Toutefois, il y a eu peu d’éléments tangibles allant dans le sens de la prédiction de Netanyahu lors de l’Assemblée Générale de cette année. Discours après discours, les leaders du monde entier ont évoqué le conflit israélo-palestinien, un grand nombre d’entre eux blâmant Israël pour le peu de progrès réalisés. Même si le sujet n’a pas été au centre des débats comme cela avait été le cas au cours des années précédentes, de nombreux états arabes – dont Netanyahu a affirmé qu’ils commencent à reconnaître qu’Israël « est leur allié » et qu’ils « travailleront ensemble ouvertement » sur des objectifs communs dans les années à venir – ont sévèrement dénoncé l’état juif.

Et pourtant, Danon défend la prédiction optimiste de Netanyahu. « Les choses peuvent arriver. Les choses sont dynamiques à l’ONU », explique-t-il. En 1975, l’Assemblée Générale des Nations unies avait passé une résolution assimilant le sionisme au racisme, se souvient-il. Je suis sûr que notre ambassadeur à ce moment-là avait dit que nous ne serions jamais en mesure de la modifier. Cela a pris 16 ans [avant que la résolution ne soit révoquée en 1991]. Donc oui, ça peut arriver.”

Danny Danon, à gauche et à d'autres membres de la délégation israélienne écoutant Netanyahu s'adressant à l'Assemblée générale de l'ONU à New York, le 22 septembre 2016 (Crédit : Amir Levy / Flash90)
Danny Danon, à gauche et à d’autres membres de la délégation israélienne écoutant Netanyahu s’adressant à l’Assemblée générale de l’ONU à New York, le 22 septembre 2016 (Crédit : Amir Levy / Flash90)

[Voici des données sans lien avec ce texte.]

// Copyright 2025 eraflo
//
// Licensed under the Apache License, Version 2.0 (the "License");
// you may not use this file except in compliance with the License.
// You may obtain a copy of the License at
//
//     http://www.apache.org/licenses/LICENSE-2.0
//
// Unless required by applicable law or agreed to in writing, software
// distributed under the License is distributed on an "AS IS" BASIS,
// WITHOUT WARRANTIES OR CONDITIONS OF ANY KIND, either express or implied.
// See the License for the specific language governing permissions and
// limitations under the License.

//! The per-format loader contract and its caching implementation.

use crate::decoders::Decoder;
use crate::error::LoadError;
use crate::inflight::{InFlightMap, LoadStats};
use crate::source::AssetSource;
use async_trait::async_trait;
use stagehand_core::asset::ResourceTemplate;
use stagehand_core::resource::RenderDevice;
use std::sync::atomic::{AtomicBool, Ordering};
use std::sync::Arc;

/// Decodes one file format.
///
/// Every successful [`FormatLoader::decode`] returns a template the caller
/// owns outright: its GPU handles are not shared with the loader or with any
/// other caller. Loaders may cache internally, but must never hand out their
/// cached value itself.
#[async_trait]
pub trait FormatLoader: Send + Sync {
    /// The format tag this loader is registered under.
    fn format(&self) -> &str;

    /// Produces a template for `path`.
    async fn decode(&self, path: &str) -> Result<ResourceTemplate, LoadError>;

    /// Releases every cached template and native decoder state. Idempotent.
    /// Later calls to [`FormatLoader::decode`] fail with
    /// [`LoadError::LoaderDisposed`].
    fn dispose(&self);

    /// Returns `true` once [`FormatLoader::dispose`] has run.
    fn is_disposed(&self) -> bool;
}

/// A [`FormatLoader`] built from a [`Decoder`].
///
/// Keeps the canonical decoded template of each path in a local pending/ready
/// cache, so a path is read and decoded once even under concurrent requests,
/// and hands each caller a fresh copy of it.
pub struct CachedLoader<D: Decoder> {
    inner: Arc<LoaderInner<D>>,
}

struct LoaderInner<D> {
    format: String,
    decoder: D,
    source: Arc<dyn AssetSource>,
    device: Arc<dyn RenderDevice>,
    cache: Arc<InFlightMap<String, Arc<ResourceTemplate>>>,
    disposed: AtomicBool,
}

impl<D: Decoder> CachedLoader<D> {
    /// Creates a loader for `format`, reading bytes from `source` and
    /// allocating from `device`.
    pub fn new(
        format: impl Into<String>,
        decoder: D,
        source: Arc<dyn AssetSource>,
        device: Arc<dyn RenderDevice>,
    ) -> Self {
        Self {
            inner: Arc::new(LoaderInner {
                format: format.into(),
                decoder,
                source,
                device,
                cache: Arc::new(InFlightMap::new()),
                disposed: AtomicBool::new(false),
            }),
        }
    }

    /// The canonical template cached for `path`, if decoded.
    pub fn cached(&self, path: &str) -> Option<Arc<ResourceTemplate>> {
        self.inner.cache.peek(&path.to_string())
    }

    /// Number of paths cached or in flight.
    pub fn cached_count(&self) -> usize {
        self.inner.cache.len()
    }

    /// Request counters of the local cache.
    pub fn stats(&self) -> LoadStats {
        self.inner.cache.stats()
    }

    fn disposed_error(&self) -> LoadError {
        LoadError::LoaderDisposed {
            format: self.inner.format.clone(),
        }
    }
}

impl<D: Decoder> LoaderInner<D> {
    async fn decode_uncached(
        self: Arc<Self>,
        path: String,
    ) -> Result<Arc<ResourceTemplate>, LoadError> {
        let bytes = self.source.read(&path).await?;

        let worker = Arc::clone(&self);
        let label = path.clone();
        let asset = tokio::task::spawn_blocking(move || {
            worker.decoder.decode(&label, &bytes, &*worker.device)
        })
        .await
        .map_err(|e| LoadError::decode(&path, format!("decoder panicked: {e}")))??;

        let template = Arc::new(ResourceTemplate::new(path.as_str(), asset));
        if self.disposed.load(Ordering::Acquire) {
            template.release(&*self.device);
            return Err(LoadError::LoaderDisposed {
                format: self.format.clone(),
            });
        }
        log::info!(
            "Decoded '{}' with the {} loader ({})",
            path,
            self.format,
            template.asset().kind_name()
        );
        Ok(template)
    }
}

#[async_trait]
impl<D: Decoder> FormatLoader for CachedLoader<D> {
    fn format(&self) -> &str {
        &self.inner.format
    }

    async fn decode(&self, path: &str) -> Result<ResourceTemplate, LoadError> {
        if self.is_disposed() {
            return Err(self.disposed_error());
        }
        let canonical = self
            .inner
            .cache
            .get_or_load(path.to_string(), || {
                let inner = Arc::clone(&self.inner);
                let path = path.to_string();
                Ok(inner.decode_uncached(path))
            })
            .await?;

        if self.is_disposed() {
            // The decode finished after dispose drained the cache.
            if let Some(late) = self.inner.cache.remove_ready(&path.to_string()) {
                late.release(&*self.inner.device);
            }
            return Err(self.disposed_error());
        }
        let copy = canonical.instantiate(&*self.inner.device)?;
        Ok(ResourceTemplate::new(canonical.label(), copy))
    }

    fn dispose(&self) {
        if self.inner.disposed.swap(true, Ordering::AcqRel) {
            return;
        }
        let templates = self.inner.cache.drain_ready();
        for template in &templates {
            template.release(&*self.inner.device);
        }
        self.inner.decoder.release();
        log::info!(
            "Disposed the {} loader, released {} cached templates",
            self.inner.format,
            templates.len()
        );
    }

    fn is_disposed(&self) -> bool {
        self.inner.disposed.load(Ordering::Acquire)
    }
}

#[cfg(test)]
pub(crate) mod tests {
    use super::*;
    use crate::source::MemorySource;
    use stagehand_core::asset::Asset;
    use stagehand_core::resource::ResourceLedger;
    use stagehand_core::scene::{Geometry, GeometryShape, Material, MaterialParams, SceneNode};
    use std::sync::atomic::AtomicUsize;
    use std::time::Duration;

    /// Decodes any non-empty bytes into a one-mesh model and counts calls.
    #[derive(Default)]
    pub(crate) struct CountingDecoder {
        pub(crate) calls: Arc<AtomicUsize>,
        pub(crate) released: Arc<AtomicBool>,
    }

    impl Decoder for CountingDecoder {
        fn decode(
            &self,
            path: &str,
            bytes: &[u8],
            device: &dyn RenderDevice,
        ) -> Result<Asset, LoadError> {
            self.calls.fetch_add(1, Ordering::SeqCst);
            if bytes.starts_with(b"bad") {
                return Err(LoadError::decode(path, "corrupt"));
            }
            let geometry = Arc::new(Geometry::new(device, path, GeometryShape::unit_box()));
            let material = Arc::new(Material::new(device, path, MaterialParams::standard()));
            Ok(Asset::Model(SceneNode::with_mesh(path, geometry, material)))
        }

        fn release(&self) {
            self.released.store(true, Ordering::SeqCst);
        }
    }

    fn loader(
        source: Arc<MemorySource>,
        ledger: Arc<ResourceLedger>,
    ) -> (CachedLoader<CountingDecoder>, Arc<AtomicUsize>, Arc<AtomicBool>) {
        let decoder = CountingDecoder::default();
        let (calls, released) = (decoder.calls.clone(), decoder.released.clone());
        (CachedLoader::new("model", decoder, source, ledger), calls, released)
    }

    #[tokio::test]
    async fn test_each_call_gets_an_independent_copy() {
        // ARRANGE
        let source = Arc::new(MemorySource::new());
        source.insert("chair.glb", b"ok".to_vec());
        let ledger = Arc::new(ResourceLedger::new());
        let (loader, calls, _) = loader(source.clone(), ledger.clone());

        // ACT
        let first = loader.decode("chair.glb").await.unwrap();
        let second = loader.decode("chair.glb").await.unwrap();

        // ASSERT
        assert_eq!(calls.load(Ordering::SeqCst), 1);
        assert_eq!(source.read_count("chair.glb"), 1);
        assert_eq!(first.clone_count(), 0);
        assert!(first.asset().handles().is_disjoint(&second.asset().handles()));
        let canonical = loader.cached("chair.glb").unwrap();
        assert_eq!(canonical.clone_count(), 2);
        assert!(canonical
            .asset()
            .handles()
            .is_disjoint(&first.asset().handles()));
    }

    #[tokio::test]
    async fn test_releasing_one_copy_leaves_the_other_live() {
        let source = Arc::new(MemorySource::new());
        source.insert("chair.glb", b"ok".to_vec());
        let ledger = Arc::new(ResourceLedger::new());
        let (loader, _, _) = loader(source, ledger.clone());

        let first = loader.decode("chair.glb").await.unwrap();
        let second = loader.decode("chair.glb").await.unwrap();
        first.release(&*ledger);

        assert!(second
            .asset()
            .handles()
            .iter()
            .all(|handle| ledger.is_live(*handle)));
    }

    #[tokio::test]
    async fn test_concurrent_decodes_read_once() {
        let source = Arc::new(MemorySource::new().with_latency(Duration::from_millis(20)));
        source.insert("tree.obj", b"ok".to_vec());
        let ledger = Arc::new(ResourceLedger::new());
        let (loader, calls, _) = loader(source.clone(), ledger);
        let loader = Arc::new(loader);

        let tasks: Vec<_> = (0..5)
            .map(|_| {
                let loader = loader.clone();
                tokio::spawn(async move { loader.decode("tree.obj").await })
            })
            .collect();
        for task in tasks {
            assert!(task.await.unwrap().is_ok());
        }

        assert_eq!(calls.load(Ordering::SeqCst), 1);
        assert_eq!(source.read_count("tree.obj"), 1);
    }

    #[tokio::test]
    async fn test_failed_decode_is_not_cached() {
        let source = Arc::new(MemorySource::new());
        source.insert("crate.glb", b"bad".to_vec());
        let ledger = Arc::new(ResourceLedger::new());
        let (loader, calls, _) = loader(source.clone(), ledger);

        assert!(matches!(
            loader.decode("crate.glb").await,
            Err(LoadError::DecodeFailure { .. })
        ));
        source.insert("crate.glb", b"ok".to_vec());
        assert!(loader.decode("crate.glb").await.is_ok());
        assert_eq!(calls.load(Ordering::SeqCst), 2);
    }

    #[tokio::test]
    async fn test_dispose_releases_cache_and_blocks_reuse() {
        let source = Arc::new(MemorySource::new());
        source.insert("chair.glb", b"ok".to_vec());
        let ledger = Arc::new(ResourceLedger::new());
        let (loader, _, released) = loader(source, ledger.clone());

        let copy = loader.decode("chair.glb").await.unwrap();
        let canonical = loader.cached("chair.glb").unwrap();
        loader.dispose();
        loader.dispose();

        assert!(loader.is_disposed());
        assert!(released.load(Ordering::SeqCst));
        assert!(canonical.is_released());
        // The caller's copy is still theirs.
        assert!(copy.asset().handles().iter().all(|h| ledger.is_live(*h)));
        assert_eq!(ledger.rejected_releases(), 0);
        assert!(matches!(
            loader.decode("chair.glb").await,
            Err(LoadError::LoaderDisposed { .. })
        ));
    }
}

Israël est manifestement atterrée par la rhétorique anti-israélienne arabe. “Je pense que parfois, aux Nations unies, les gens prennent le discours de l’année passée et le répètent tout simplement. Cela n’arrive pas seulement dans les campagnes, cela arrive aussi à l’ONU », explique Danon.

« Mais quand je parle aux ambassadeurs, ils ont d’autres problèmes sur leurs agendas. Quand vous demandez aux ambassadeurs quelles sont les principales préoccupations de leur pays, alors Israël n’en fait pas partie ».

Il y a des Nations unies publiques et des Nations unies privées, indique Danon, décrivant des rencontres régulières avec les responsables de pays qui n’ont pas de liens diplomatiques avec Israël. « Pour moi, c’est dur : Je peux prendre le petit-déjeuner avec quelqu’un dans un hôtel, puis je vais le voir une demi-heure après dans l’ascenseur et il ne me jettera pas un regard. Je comprends cela. Cela fait partie de la réalité de l’ONU.